Desperation was the element! She must use as much of the truth as possible. She must find a reason she could lie about convincingly; emotions were far harder to stimulate. She was at her wits' end . . . and she needed to know-that was it! She needed to know the whereabouts of a mutual friend, someone from those far-off days, and her extremity had driven her to seek Mary Carfax. Mary would believe that. But who should she say she was searching for? It must not be someone in such current circulation that Zenobia should have found her for herself. Ah! Beatrice Allenby was just the person. She had married a Belgian cheesemaker and gone to live in Bruges! No one could be expected to know that as a matter of course. And Mary Carfax would enjoy relating that: it was a minor scandal, girls of good family might marry German barons or Italian counts, but not Belgians, and certainly not cheesemakers of any sort!

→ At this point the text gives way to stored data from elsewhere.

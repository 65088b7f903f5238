use chrono::Duration;
use pv_yield_simulator::domain::{WeatherColumn, WeatherSample};
use pv_yield_simulator::error::SimError;
use pv_yield_simulator::solar::SpaIneichen;
use pv_yield_simulator::weather::{
    check, detect_gaps, fill, fill_with_fallback, FillMethod, FillOptions, OversizeGap,
    QualityReport, QualityThresholds, WeatherSeries,
};
use proptest::prelude::*;
use rstest::rstest;

use super::{mid_latitude_site, ts};

/// Hourly temperatures starting at midnight UTC; `None` leaves the hour out
fn hourly_temperatures(values: &[Option<f64>]) -> WeatherSeries {
    let t0 = ts("2024-06-01T00:00:00Z");
    let samples = values
        .iter()
        .enumerate()
        .filter_map(|(i, v)| {
            v.map(|temp| {
                let mut s = WeatherSample::empty(t0 + Duration::hours(i as i64));
                s.ambient_temp_c = Some(temp);
                s.ghi = Some(0.0);
                s
            })
        })
        .collect();
    WeatherSeries::new(samples).unwrap()
}

#[test]
fn linear_fill_bridges_three_missing_hours_exactly() {
    let series = hourly_temperatures(&[Some(10.0), None, None, None, Some(14.0)]);
    let gaps = detect_gaps(&series, "1h").unwrap();
    assert_eq!(gaps.len(), 1);
    assert_eq!(gaps[0].missing_points, 3);

    let filled = fill(
        &series,
        &FillOptions::new(FillMethod::Linear).columns([WeatherColumn::AmbientTemp]),
    )
    .unwrap();
    let temps: Vec<f64> = filled.iter().filter_map(|s| s.ambient_temp_c).collect();
    assert_eq!(temps, vec![10.0, 11.0, 12.0, 13.0, 14.0]);
}

#[test]
fn oversize_gap_is_left_alone_or_rejected() {
    let mut values = vec![Some(5.0)];
    values.extend(std::iter::repeat(None).take(8));
    values.push(Some(9.0));
    let series = hourly_temperatures(&values);

    let filled = fill(&series, &FillOptions::default()).unwrap();
    assert_eq!(filled.len(), 2);
    assert_eq!(detect_gaps(&filled, "h").unwrap()[0].missing_points, 8);

    let err = fill(&series, &FillOptions::default().oversize(OversizeGap::Fail)).unwrap_err();
    match err {
        SimError::UnfillableGap {
            missing_points,
            max_gap,
            ..
        } => {
            assert_eq!(missing_points, 8);
            assert_eq!(max_gap, 6);
        }
        other => panic!("unexpected error {other}"),
    }
}

#[test]
fn fallback_source_covers_long_gaps() {
    let mut values = vec![Some(5.0)];
    values.extend(std::iter::repeat(None).take(8));
    values.push(Some(9.0));
    let series = hourly_temperatures(&values);
    let fallback = hourly_temperatures(&[Some(7.0); 10]);

    let filled = fill_with_fallback(&series, &fallback, &FillOptions::default()).unwrap();
    assert_eq!(filled.len(), 10);
    assert_eq!(filled.samples()[4].ambient_temp_c, Some(7.0));
    assert!(detect_gaps(&filled, "1h").unwrap().is_empty());
}

#[test]
fn night_irradiance_raises_only_the_night_flag() {
    let mut sample = WeatherSample::empty(ts("2024-06-01T00:00:00Z"));
    sample.ambient_temp_c = Some(14.0);
    sample.ghi = Some(50.0);
    let series = WeatherSeries::new(vec![sample]).unwrap();

    let flags = check(
        &series,
        &mid_latitude_site(),
        &SpaIneichen::default(),
        &QualityThresholds::default(),
    )
    .unwrap();
    assert!(flags[0].nighttime_irradiance);
    assert!(!flags[0].negative_value);
    assert!(!flags[0].out_of_range);
    assert!(!flags[0].inconsistent_irradiance);
    assert!(!flags[0].is_malformed());

    let report = QualityReport::from_flags(&series, &flags);
    assert_eq!(report.nighttime_irradiance, 1);
    assert_eq!(report.quality_percent(), 0.0);
    assert!(report.render().contains("2024-06-01T00:00:00+00:00"));
}

#[test]
fn inconsistent_components_are_flagged_in_daylight() {
    let noon = ts("2024-06-01T12:00:00Z");
    let series = WeatherSeries::new(vec![WeatherSample::with_irradiance(noon, 25.0, 900.0, 300.0, 100.0)])
        .unwrap();
    let flags = check(
        &series,
        &mid_latitude_site(),
        &SpaIneichen::default(),
        &QualityThresholds::default(),
    )
    .unwrap();
    assert!(flags[0].inconsistent_irradiance);
    assert!(!flags[0].nighttime_irradiance);
}

#[test]
fn out_of_order_timestamps_are_rejected() {
    let a = WeatherSample::empty(ts("2024-06-01T01:00:00Z"));
    let b = WeatherSample::empty(ts("2024-06-01T00:00:00Z"));
    let err = WeatherSeries::new(vec![a.clone(), b]).unwrap_err();
    assert!(matches!(err, SimError::InvalidParameter { .. }));
    assert!(WeatherSeries::new(vec![a.clone(), a]).is_err());
}

#[rstest]
#[case("fortnight")]
#[case("")]
#[case("-5min")]
#[case("0h")]
fn unparsable_cadence_is_rejected(#[case] cadence: &str) {
    let series = hourly_temperatures(&[Some(1.0), Some(2.0)]);
    let err = detect_gaps(&series, cadence).unwrap_err();
    assert!(matches!(err, SimError::InvalidParameter { .. }));
}

#[test]
fn missing_irradiance_columns_fail_schema_check() {
    let mut sample = WeatherSample::empty(ts("2024-06-01T00:00:00Z"));
    sample.ambient_temp_c = Some(10.0);
    let series = WeatherSeries::new(vec![sample]).unwrap();
    assert!(matches!(
        series.require_schema(),
        Err(SimError::DataQuality { .. })
    ));
}

fn temperature_series() -> impl Strategy<Value = WeatherSeries> {
    prop::collection::vec(prop::option::weighted(0.7, -20.0f64..40.0), 2..48).prop_map(
        |mut values| {
            values[0] = Some(values[0].unwrap_or(0.0));
            let last = values.len() - 1;
            values[last] = Some(values[last].unwrap_or(0.0));
            hourly_temperatures(&values)
        },
    )
}

proptest! {
    #[test]
    fn fill_without_limit_closes_every_gap(series in temperature_series()) {
        let filled = fill(&series, &FillOptions::new(FillMethod::Time).limit(None)).unwrap();
        prop_assert!(detect_gaps(&filled, "1h").unwrap().is_empty());
        prop_assert!(filled.iter().all(|s| s.ambient_temp_c.is_some()));
    }

    #[test]
    fn checking_twice_gives_identical_flags(series in temperature_series()) {
        let geometry = SpaIneichen::default();
        let thresholds = QualityThresholds::default();
        let first = check(&series, &mid_latitude_site(), &geometry, &thresholds).unwrap();
        let second = check(&series, &mid_latitude_site(), &geometry, &thresholds).unwrap();
        prop_assert_eq!(first, second);
    }
}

By the time she alighted in Kensington she was composed in her mind and had her story rehearsed in detail. A small boy with a hoop and a stick ran down the pavement past her, and his governess hurried along, calling after him. Zenobia smiled and ascended the steps. She presented her card to the parlormaid, outstared the rather pert girl, and watched with satisfaction as she departed to take the news to her mistress.
She returned a few moments later and showed Zenobia into the withdrawing room. As she had expected, Mary Carfax's curiosity was too sharp for her to wait.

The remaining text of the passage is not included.